Search for a series of data on the ion based on the required medium to obtain pump light wavelength λp=532nm for a 1150nm bismuth-doped laser, and the absorption and emission cross-section data of Bi+ are shown in Figure 2 [6,7,9,10].

The data required for other experiments are shown in Table 1 .

3. Experimental results

3.1. Steady-state power characteristics analysis

Through the architecture of the laser model and the collection of data, this experiment successfully simulated the pumping power and output power of the bismuth-doped fiber laser at 1150nm, as shown in Figure 2, and the power distribution diagram under the above conditions is shown in Figure 3.

Figure 3 shows the curve of output power of the bismuth-doped fiber varying with pump power. When the pump power is less than 1W, the output power is close to 0 due to incomplete particle number inversion.

Figure 4 shows that the pump light input decreases exponentially and there is no backpumping, which is a typical output of a bismuth-doped fiber laser system.
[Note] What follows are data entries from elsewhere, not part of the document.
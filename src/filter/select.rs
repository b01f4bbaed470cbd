//! Record selection by device and time window.
//!
//! Selection runs before the pipeline and narrows an export down to one
//! device and/or one period, the way the dashboard's filtered download did.

use crate::constants::fields::{DEVICE_ID, TIMESTAMP};
use crate::error::{Error, Result};
use crate::filter::timestamp::normalize_timestamp;
use crate::filter::{ClassificationEvent, partition_key};
use chrono::{DateTime, Utc};
use serde::Serialize;
use serde_json::Value;

/// Device and time-window criteria for records entering the pipeline.
///
/// Both bounds are inclusive. An unset criterion matches everything.
#[derive(Debug, Clone, Default, PartialEq, Eq, Serialize)]
pub struct RecordSelection {
    /// Required value of the `device_id` field.
    pub device: Option<String>,
    /// Earliest timestamp kept.
    pub start: Option<DateTime<Utc>>,
    /// Latest timestamp kept.
    pub end: Option<DateTime<Utc>>,
}

impl RecordSelection {
    /// Build a selection, rejecting a window whose start is not strictly
    /// before its end.
    pub fn new(
        device: Option<String>,
        start: Option<DateTime<Utc>>,
        end: Option<DateTime<Utc>>,
    ) -> Result<Self> {
        if let (Some(start), Some(end)) = (start, end)
            && start >= end
        {
            return Err(Error::InvalidTimeWindow { start, end });
        }

        Ok(Self {
            device: device.filter(|d| !d.trim().is_empty()),
            start,
            end,
        })
    }

    /// True when nothing is filtered out.
    pub fn is_unrestricted(&self) -> bool {
        self.device.is_none() && self.start.is_none() && self.end.is_none()
    }

    /// Whether `record` satisfies every criterion.
    ///
    /// With a window set, records without a parseable timestamp never
    /// match.
    pub fn matches(&self, record: &ClassificationEvent) -> bool {
        if let Some(device) = &self.device
            && partition_key(record, DEVICE_ID).as_deref() != Some(device.as_str())
        {
            return false;
        }

        if self.start.is_none() && self.end.is_none() {
            return true;
        }

        let Some(instant) = record
            .get(TIMESTAMP)
            .and_then(Value::as_str)
            .and_then(normalize_timestamp)
        else {
            return false;
        };

        self.start.is_none_or(|start| instant >= start) && self.end.is_none_or(|end| instant <= end)
    }

    /// Keep the records that match, in input order.
    pub fn apply(&self, records: Vec<ClassificationEvent>) -> Vec<ClassificationEvent> {
        if self.is_unrestricted() {
            return records;
        }

        records.into_iter().filter(|r| self.matches(r)).collect()
    }
}
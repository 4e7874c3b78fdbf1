//! Post-run latency aggregation.

use std::fmt;
use std::time::Duration;

use serde::{Deserialize, Serialize};

/// Summary of all per-query durations from one run.
///
/// Computed once after the pool has drained. With no samples every duration
/// field is zero.
#[derive(Debug, Clone, Copy, PartialEq, Eq, Default, Serialize, Deserialize)]
pub struct StatsSummary {
    /// Wall-clock time between pool start and stop.
    pub total_wall_time: Duration,
    /// Number of executed items.
    pub count: usize,
    /// Sum of every item's duration.
    pub sum: Duration,
    /// Fastest item.
    pub min: Duration,
    /// Median item; mean of the two central samples for an even count.
    pub median: Duration,
    /// Arithmetic mean, truncated to whole nanoseconds.
    pub mean: Duration,
    /// Slowest item.
    pub max: Duration,
}

impl StatsSummary {
    /// Aggregate `durations`, sorting them in place.
    #[must_use]
    pub fn from_samples(total_wall_time: Duration, durations: &mut [Duration]) -> Self {
        durations.sort_unstable();
        let sum = sum(durations);
        Self {
            total_wall_time,
            count: durations.len(),
            sum,
            min: durations.first().copied().unwrap_or_default(),
            median: median_sorted(durations),
            mean: mean_of(sum, durations.len()),
            max: durations.last().copied().unwrap_or_default(),
        }
    }
}

impl fmt::Display for StatsSummary {
    fn fmt(&self, f: &mut fmt::Formatter<'_>) -> fmt::Result {
        write!(
            f,
            "\ttotal_processing_time={:?},\n\
             \ttotal_sum_query_time={:?},\n\
             \tmin_query_time={:?},\n\
             \tmedian_query_time={:?},\n\
             \taverage_query_time={:?},\n\
             \tmax_query_time={:?}",
            self.total_wall_time, self.sum, self.min, self.median, self.mean, self.max
        )
    }
}

/// Total of all durations.
#[must_use]
pub fn sum(durations: &[Duration]) -> Duration {
    durations.iter().sum()
}

/// Mean duration, zero for an empty slice.
#[must_use]
pub fn mean(durations: &[Duration]) -> Duration {
    mean_of(sum(durations), durations.len())
}

/// Median of an unsorted slice, zero when empty.
#[must_use]
pub fn median(durations: &[Duration]) -> Duration {
    let mut sorted = durations.to_vec();
    sorted.sort_unstable();
    median_sorted(&sorted)
}

fn mean_of(sum: Duration, count: usize) -> Duration {
    if count == 0 {
        return Duration::ZERO;
    }
    nanos_to_duration(sum.as_nanos() / count as u128)
}

fn median_sorted(sorted: &[Duration]) -> Duration {
    let len = sorted.len();
    if len == 0 {
        return Duration::ZERO;
    }
    let mid = len / 2;
    if len % 2 == 1 {
        sorted[mid]
    } else {
        let total = sorted[mid - 1].as_nanos() + sorted[mid].as_nanos();
        nanos_to_duration(total / 2)
    }
}

fn nanos_to_duration(nanos: u128) -> Duration {
    let secs = nanos / 1_000_000_000;
    // Both parts fit: the input was derived from Durations.
    #[allow(clippy::cast_possible_truncation)]
    let (secs, sub) = (secs as u64, (nanos % 1_000_000_000) as u32);
    Duration::new(secs, sub)
}
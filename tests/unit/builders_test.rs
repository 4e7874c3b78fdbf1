//! Tests for pool builders

use tsdb_dispatch::builders::build_pool;
use tsdb_dispatch::config::BenchConfig;
use tsdb_dispatch::core::{DispatchError, FnExecutor, WorkItem};

#[test]
fn test_build_pool_starts_configured_lanes() {
    let cfg = BenchConfig {
        workers: 3,
        ..BenchConfig::default()
    };
    let pool = build_pool(&cfg, FnExecutor::new(|_lane: usize, _item: &WorkItem<u32>| {})).unwrap();
    assert_eq!(pool.lane_count(), 3);

    pool.submit(WorkItem::new("host_000001", 1).unwrap()).unwrap();
    pool.stop().unwrap();
    assert_eq!(pool.stats().unwrap().count, 1);
}

#[test]
fn test_build_pool_rejects_invalid_config() {
    let cfg = BenchConfig {
        workers: 0,
        ..BenchConfig::default()
    };
    let result = build_pool(&cfg, FnExecutor::new(|_lane: usize, _item: &WorkItem<u32>| {}));
    assert!(matches!(result, Err(DispatchError::InvalidConfig(_))));
}
//! Collaborators around the dispatch core: input sources and query executors.

pub mod csv_source;
pub mod params;
#[cfg(feature = "postgres")]
pub mod postgres;

pub use csv_source::{
    replay_params, replay_params_file, stream_params, stream_params_file, SourceError,
    TIMESTAMP_FORMAT,
};
pub use params::QueryParams;
#[cfg(feature = "postgres")]
pub use postgres::{CpuUsage, Querier, QueryError, CPU_USAGE_QUERY};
3.2. Fiber length optimization

In this study, the optimal solution for the fiber length set in this experiment was obtained by setting different fiber lengths and comparing their threshold power and opto-optical conversion efficiency at different lengths. The threshold power distribution is shown in Figure 5.

As shown in Figure 5, the threshold power increases with the length of the fiber, but the optimal length of the fiber cannot be determined by the threshold power alone. It needs to be determined in combination with the optical-optical conversion power, as shown in Figure 6.

As shown in Figure 6, the conversion efficiency increases with the length of the fiber from 0 to 8m, reaches its maximum at 8m, and decreases from 8 to 20m. Therefore, in combination with the threshold power and conversion efficiency, this paper concludes that the optimal fiber length in the fiber laser simulation system designed in this paper is 8m.

The experiment constructed a simulation model of a 1150nm bismuth-doped fiber laser based on a three-level fiber laser system, which solved the problem of poor transmission performance of traditional rare earth ion lasers in this band and has some reference value. Ytterbium-doped and thulium-doped fiber lasers can also output lasers in this band, but the process is more complex. Bismuth ions have a wide range of light emission and are of very high research value. 1150nm bismuth-doped lasers can be used in laser medical fields to meet the application requirements of orange-yellow lasers; It can also serve as a pump source for mid-infrared lasers; It can also be used in the biomedical field for laser surgery, tissue cutting, etc., with broad application prospects.

4. Conclusions

This study reveals the dynamic characteristics of 1150nm bismuth-doped fiber lasers through numerical simulation,

Based on the formula equation of the three-level system, a simulation model of the 1150nm bismuth-doped fiber laser was constructed and its power characteristic curve was successfully output, which conforms to the linear output characteristic of the fiber laser after reaching the threshold power. By changing the parameter of fiber length, the optimal fiber length for the 1150nm band bismuth-doped fiber laser can be obtained by combining the threshold power and the optical-optical conversion efficiency.

The future research directions are also quite extensive. First, optimize the bismuth doping concentration to further enhance the gain characteristics and laser output power of the fiber. Second, adjust the fiber matrix to explore the matrix components that are most suitable for bismuth-doped fiber. Finally, this experiment did not consider the influence of temperature on the Bi+ ion energy level structure. In subsequent experiments, the performance characteristics of bismuth-doped fiber lasers at different temperatures can be considered.